The General Data Protection Regulation (GDPR) legislation was formed to harmonize data privacy laws across Europe. Empowering all EU citizens’ data privacy in the process, and to reshape how organisations approach data privacy in a secure and transparent manner.

Jitjatjo is and will always be committed to the protection of our user's personal data. As a data collector and data processor, we understand our responsibility for data protection and have implemented the technical and organisational practices to ensure that personal data is processed in accordance to the strictest security controls.

All personal data processing must adhere to six principles, which are the responsibility of the data controller:

1. Lawfulness, fairness and transparency;
2. Limitation of processing to legitimate purposes;
3. Data minimization;
4. Accuracy;
5. Limitation on time period of storage;
6. Integrity and confidentiality.

Below is a summary of GDPR sections that are most applicable to users of Jitjatjo's services.

Data

From Jitjatjo's perspective, we recognise we collect, process, store and own the data and the relationship with EU citizens.
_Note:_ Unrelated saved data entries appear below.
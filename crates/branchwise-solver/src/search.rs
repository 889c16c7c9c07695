//! Shared branch-and-bound skeleton.
//!
//! A [`BranchingScheme`] supplies the bound computation, the completeness test and
//! the two-way split; [`run`] owns the open-node queue, the incumbent and the
//! fathoming rules. Every node that was ever created is kept in an append-only
//! arena and written exactly once, after it has been solved.

use std::collections::{BTreeMap, VecDeque};

use tracing::debug;

use crate::error::SolveError;
use crate::model::Sense;
use crate::solution::{SolutionStatus, name_values};

/// Order in which open nodes are taken off the queue
#[cfg_attr(feature = "serde", derive(serde::Serialize, serde::Deserialize))]
#[cfg_attr(feature = "serde", serde(rename_all = "snake_case"))]
#[derive(Debug, Clone, Copy, PartialEq, Eq, Default)]
pub enum Traversal {
    /// FIFO queue
    #[default]
    BreadthFirst,
    /// LIFO stack, down/exclude child first
    DepthFirst,
}

/// Settings shared by both search variants
#[derive(Debug, Clone)]
pub struct SearchConfig {
    pub tolerance: f64,
    pub traversal: Traversal,
    /// Maximum number of nodes to solve before giving up
    pub node_limit: Option<usize>,
}

impl Default for SearchConfig {
    fn default() -> Self {
        Self {
            tolerance: 1e-9,
            traversal: Traversal::BreadthFirst,
            node_limit: None,
        }
    }
}

#[cfg_attr(feature = "serde", derive(serde::Serialize, serde::Deserialize))]
#[cfg_attr(feature = "serde", serde(rename_all = "snake_case"))]
#[derive(Debug, Clone, Copy, PartialEq, Eq)]
pub enum BranchDirection {
    /// `x <= value` (exclude, for 0/1 items)
    Down,
    /// `x >= value` (include, for 0/1 items)
    Up,
}

/// The decision that created a node
#[cfg_attr(feature = "serde", derive(serde::Serialize, serde::Deserialize))]
#[derive(Debug, Clone, PartialEq)]
pub struct Branching {
    pub variable: String,
    pub direction: BranchDirection,
    pub value: f64,
}

impl std::fmt::Display for Branching {
    fn fmt(&self, f: &mut std::fmt::Formatter<'_>) -> std::fmt::Result {
        let op = match self.direction {
            BranchDirection::Down => "<=",
            BranchDirection::Up => ">=",
        };
        write!(f, "{} {} {}", self.variable, op, self.value)
    }
}

#[cfg_attr(feature = "serde", derive(serde::Serialize, serde::Deserialize))]
#[cfg_attr(feature = "serde", serde(rename_all = "snake_case"))]
#[derive(Debug, Clone, PartialEq)]
pub enum FathomReason {
    /// Relaxation (or partial assignment) has no feasible point
    Infeasible(String),
    /// Relaxation is unbounded
    Unbounded,
    /// Bound cannot beat the incumbent that was current at the time
    Bound { incumbent: f64 },
    /// Node is a complete solution
    IntegerSolution,
}

impl std::fmt::Display for FathomReason {
    fn fmt(&self, f: &mut std::fmt::Formatter<'_>) -> std::fmt::Result {
        match self {
            FathomReason::Infeasible(reason) => write!(f, "infeasible: {}", reason),
            FathomReason::Unbounded => write!(f, "unbounded"),
            FathomReason::Bound { incumbent } => write!(f, "bound (incumbent {})", incumbent),
            FathomReason::IntegerSolution => write!(f, "integer solution"),
        }
    }
}

#[cfg_attr(feature = "serde", derive(serde::Serialize, serde::Deserialize))]
#[cfg_attr(feature = "serde", serde(rename_all = "snake_case"))]
#[derive(Debug, Clone, PartialEq)]
pub enum NodeStatus {
    /// Queued, not solved yet
    Created,
    Fathomed(FathomReason),
    /// Expanded into two children; internal nodes are never revisited
    Branched,
}

/// Arena entry for one node of the search tree
#[cfg_attr(feature = "serde", derive(serde::Serialize, serde::Deserialize))]
#[derive(Debug, Clone, PartialEq)]
pub struct SearchNode {
    pub id: usize,
    pub parent: Option<usize>,
    pub depth: usize,
    pub branching: Option<Branching>,
    pub status: NodeStatus,
    /// Bound used for pruning (relaxation objective, or fractional knapsack bound)
    pub bound: Option<f64>,
    /// Objective of the node's own point
    pub objective: Option<f64>,
    pub values: Vec<f64>,
}

#[cfg_attr(feature = "serde", derive(serde::Serialize, serde::Deserialize))]
#[derive(Debug, Clone, PartialEq)]
pub struct IncumbentUpdate {
    pub node: usize,
    pub objective: f64,
}

#[cfg_attr(feature = "serde", derive(serde::Serialize, serde::Deserialize))]
#[derive(Debug, Clone)]
pub struct SearchResult {
    pub status: SolutionStatus,
    pub best_objective: Option<f64>,
    /// Best assignment, aligned with the model's variables (empty if none found)
    pub best_values: Vec<f64>,
    pub assignment: BTreeMap<String, f64>,
    /// Bound computed at the root node
    pub root_bound: Option<f64>,
    pub nodes: Vec<SearchNode>,
    pub explored_nodes: usize,
    /// Leaves pruned for any reason
    pub fathomed_nodes: usize,
    pub branched_nodes: usize,
    pub max_depth: usize,
    /// Every improvement of the incumbent, in discovery order
    pub incumbents: Vec<IncumbentUpdate>,
}

impl SearchResult {
    pub fn is_optimal(&self) -> bool {
        self.status == SolutionStatus::Optimal
    }

    pub fn value_of(&self, name: &str) -> Option<f64> {
        self.assignment.get(name).copied()
    }

    /// Node ids from the root to `id`
    pub fn path_to(&self, id: usize) -> Vec<usize> {
        let mut path = vec![id];
        let mut current = id;
        while let Some(parent) = self.nodes.get(current).and_then(|n| n.parent) {
            path.push(parent);
            current = parent;
        }
        path.reverse();
        path
    }
}

/// Bound-side information for a node whose subproblem is not empty
#[derive(Debug, Clone)]
pub struct Bounded {
    pub bound: f64,
    pub objective: f64,
    pub values: Vec<f64>,
}

#[derive(Debug, Clone)]
pub enum Evaluation {
    Infeasible(String),
    Unbounded,
    Bounded(Bounded),
}

/// Problem-specific half of a branch-and-bound search
pub trait BranchingScheme {
    /// Per-node state; owned by the queue, never shared between siblings
    type Node;

    fn sense(&self) -> Sense;

    /// Names used to label the best assignment
    fn variable_names(&self) -> Vec<String>;

    fn compute_bound(&self, node: &Self::Node) -> Result<Evaluation, SolveError>;

    /// Whether the node's own point is a solution of the full problem
    fn is_complete(&self, node: &Self::Node, bounded: &Bounded) -> bool;

    /// Splits a non-complete node into its two children
    fn branch(
        &self,
        node: &Self::Node,
        bounded: &Bounded,
    ) -> Result<[(Branching, Self::Node); 2], SolveError>;
}

/// Best complete solution seen so far
#[derive(Debug, Clone)]
pub struct Incumbent {
    sense: Sense,
    objective: Option<f64>,
    values: Vec<f64>,
    history: Vec<IncumbentUpdate>,
}

impl Incumbent {
    pub fn new(sense: Sense) -> Self {
        Self {
            sense,
            objective: None,
            values: Vec::new(),
            history: Vec::new(),
        }
    }

    pub fn objective(&self) -> Option<f64> {
        self.objective
    }

    /// Whether a subproblem bounded by `bound` may still beat the incumbent
    pub fn can_improve(&self, bound: f64, tolerance: f64) -> bool {
        match (self.objective, self.sense) {
            (None, _) => true,
            (Some(best), Sense::Maximize) => bound > best + tolerance,
            (Some(best), Sense::Minimize) => bound < best - tolerance,
        }
    }

    /// Installs a candidate if it is strictly better; returns whether it was installed
    pub fn try_install(&mut self, objective: f64, values: &[f64], node: usize) -> bool {
        let better = match self.objective {
            None => true,
            Some(best) => self.sense.is_better(objective, best),
        };
        if better {
            self.objective = Some(objective);
            self.values = values.to_vec();
            self.history.push(IncumbentUpdate { node, objective });
        }
        better
    }
}

/// Accumulator threaded through one search
struct SearchState {
    nodes: Vec<SearchNode>,
    incumbent: Incumbent,
    explored: usize,
    fathomed: usize,
    branched: usize,
    max_depth: usize,
    root_bound: Option<f64>,
    root_unbounded: bool,
}

impl SearchState {
    fn create(
        &mut self,
        parent: Option<usize>,
        depth: usize,
        branching: Option<Branching>,
    ) -> usize {
        let id = self.nodes.len();
        self.nodes.push(SearchNode {
            id,
            parent,
            depth,
            branching,
            status: NodeStatus::Created,
            bound: None,
            objective: None,
            values: Vec::new(),
        });
        self.max_depth = self.max_depth.max(depth);
        id
    }

    fn into_result(self, status: SolutionStatus, names: &[String]) -> SearchResult {
        let Incumbent {
            objective,
            values,
            history,
            ..
        } = self.incumbent;

        SearchResult {
            status,
            best_objective: objective,
            assignment: name_values(names.iter().map(String::as_str), &values),
            best_values: values,
            root_bound: self.root_bound,
            nodes: self.nodes,
            explored_nodes: self.explored,
            fathomed_nodes: self.fathomed,
            branched_nodes: self.branched,
            max_depth: self.max_depth,
            incumbents: history,
        }
    }

    fn fathom(&mut self, id: usize, reason: FathomReason) {
        debug!(node = id, depth = self.nodes[id].depth, %reason, "fathomed");
        self.nodes[id].status = NodeStatus::Fathomed(reason);
        self.fathomed += 1;
    }
}

/// Runs the search from `root` until the open list is empty
pub fn run<S: BranchingScheme>(
    scheme: &S,
    root: S::Node,
    config: &SearchConfig,
) -> Result<SearchResult, SolveError> {
    let tol = config.tolerance;
    let mut state = SearchState {
        nodes: Vec::new(),
        incumbent: Incumbent::new(scheme.sense()),
        explored: 0,
        fathomed: 0,
        branched: 0,
        max_depth: 0,
        root_bound: None,
        root_unbounded: false,
    };

    let mut open = VecDeque::new();
    let root_id = state.create(None, 0, None);
    open.push_back((root_id, root));

    loop {
        let next = match config.traversal {
            Traversal::BreadthFirst => open.pop_front(),
            Traversal::DepthFirst => open.pop_back(),
        };
        let Some((id, node)) = next else {
            break;
        };

        if let Some(limit) = config.node_limit {
            if state.explored >= limit {
                let explored = state.explored;
                let partial = state.into_result(SolutionStatus::Error, &scheme.variable_names());
                return Err(SolveError::NodeLimitExceeded {
                    limit,
                    explored,
                    partial: Box::new(partial),
                });
            }
        }
        state.explored += 1;

        let bounded = match scheme.compute_bound(&node)? {
            Evaluation::Infeasible(reason) => {
                state.fathom(id, FathomReason::Infeasible(reason));
                continue;
            }
            Evaluation::Unbounded => {
                if id == root_id {
                    state.root_unbounded = true;
                }
                state.fathom(id, FathomReason::Unbounded);
                continue;
            }
            Evaluation::Bounded(bounded) => bounded,
        };

        let record = &mut state.nodes[id];
        record.bound = Some(bounded.bound);
        record.objective = Some(bounded.objective);
        record.values = bounded.values.clone();
        if id == root_id {
            state.root_bound = Some(bounded.bound);
        }

        if !state.incumbent.can_improve(bounded.bound, tol) {
            let incumbent = state.incumbent.objective().unwrap_or(bounded.bound);
            state.fathom(id, FathomReason::Bound { incumbent });
            continue;
        }

        if scheme.is_complete(&node, &bounded) {
            if state.incumbent.try_install(bounded.objective, &bounded.values, id) {
                debug!(node = id, objective = bounded.objective, "new incumbent");
            }
            state.fathom(id, FathomReason::IntegerSolution);
            continue;
        }

        let depth = state.nodes[id].depth;
        let children = scheme.branch(&node, &bounded)?;
        let mut created = Vec::with_capacity(2);
        for (branching, child) in children {
            debug!(parent = id, branch = %branching, "branching");
            let child_id = state.create(Some(id), depth + 1, Some(branching));
            created.push((child_id, child));
        }
        if config.traversal == Traversal::DepthFirst {
            created.reverse();
        }
        open.extend(created);

        state.nodes[id].status = NodeStatus::Branched;
        state.branched += 1;
    }

    let status = if state.incumbent.objective.is_some() {
        SolutionStatus::Optimal
    } else if state.root_unbounded {
        SolutionStatus::Unbounded
    } else {
        SolutionStatus::Infeasible
    };

    debug!(
        %status,
        explored = state.explored,
        fathomed = state.fathomed,
        best = ?state.incumbent.objective,
        "search finished"
    );

    Ok(state.into_result(status, &scheme.variable_names()))
}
We understand the information we process is classified as personal data and that being GDPR compliant requires the protection of the data subjects' information.

Data Subjects

As a human-powered labour platform and staffing marketplace, the person to whom GDPR applies can either be an employee of an enterprise client or someone applying to become an employee. An employee can be a user of an application that administers the platform, manages the workforce, is authorized by a business to create schedules, confirm bookings, or accept job assignments.

Lawful Basis

GDPR only allows collection of user data for a legal reason. Jitjatjo only collects data for verification purposes as per our terms of service and privacy policy and on consent by the data subject.

The Right To Be Forgotten

The Data Subject shall have the right to obtain from the controller the erasure of personal data concerning him or her without undue delay and the controller (Jitjatjo) shall have the obligation to erase personal data without undue delay.
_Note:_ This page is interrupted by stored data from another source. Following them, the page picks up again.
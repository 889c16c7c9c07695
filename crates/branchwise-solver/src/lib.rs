mod branch_and_bound;
mod error;
mod knapsack;
mod model;
pub mod search;
mod simplex;
mod solution;
mod solver;
mod trace;

pub use branch_and_bound::BranchAndBound;
pub use error::SolveError;
pub use knapsack::{Item, KnapsackBranchAndBound, KnapsackNode, KnapsackScheme};
pub use model::{Constraint, ConstraintOp, Model, Sense, Variable, VariableKind};
pub use search::{
    BranchDirection, Branching, FathomReason, IncumbentUpdate, NodeStatus, SearchConfig, SearchNode,
    SearchResult, Traversal,
};
pub use simplex::Simplex;
pub use solution::{Solution, SolutionStatus};
pub use solver::{Method, Outcome, Solver};
pub use trace::{PivotStep, SimplexTrace, TableauSnapshot};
Data subjects may submit a Right to Erasure Request Form to a Jitjatjo representative.

UK Data Privacy

The Data Protection Act 2018 is the UK's implementation of the General Data Protection Regulation (GDPR) - see above.

AU Data Privacy

The Privacy Act 1988 is the principal piece of Australian legislation protecting the handling of personal information about individuals. This includes the collection, use, storage and disclosure of personal information.

• the collection, use and disclosure of personal information.
• an organisation or agency's governance and accountability.
• integrity and correction of personal information.
• the rights of individuals to access their personal information.

The Australian Privacy Principles (APPs) relate to the following areas:

1. Open and transparent management of personal information
2. Anonymity and pseudonymity
3. Collection of solicited personal information
4. Dealing with unsolicited personal information
5. Notification of the collection of personal information
6. Use or disclosure of personal information
7. Direct marketing
8. Cross-border disclosure of personal information
9. Adoption, use or disclosure of government related identifiers
10. Quality of personal information
11. Security of personal information
12. Access to personal information
13. Correction of personal information

HR/Employment Compliance

Ensuring new hires are eligible to work in the jurisdiction and their background is appropriately screened prior to commencing work are essential risk mitigation strategies for employers.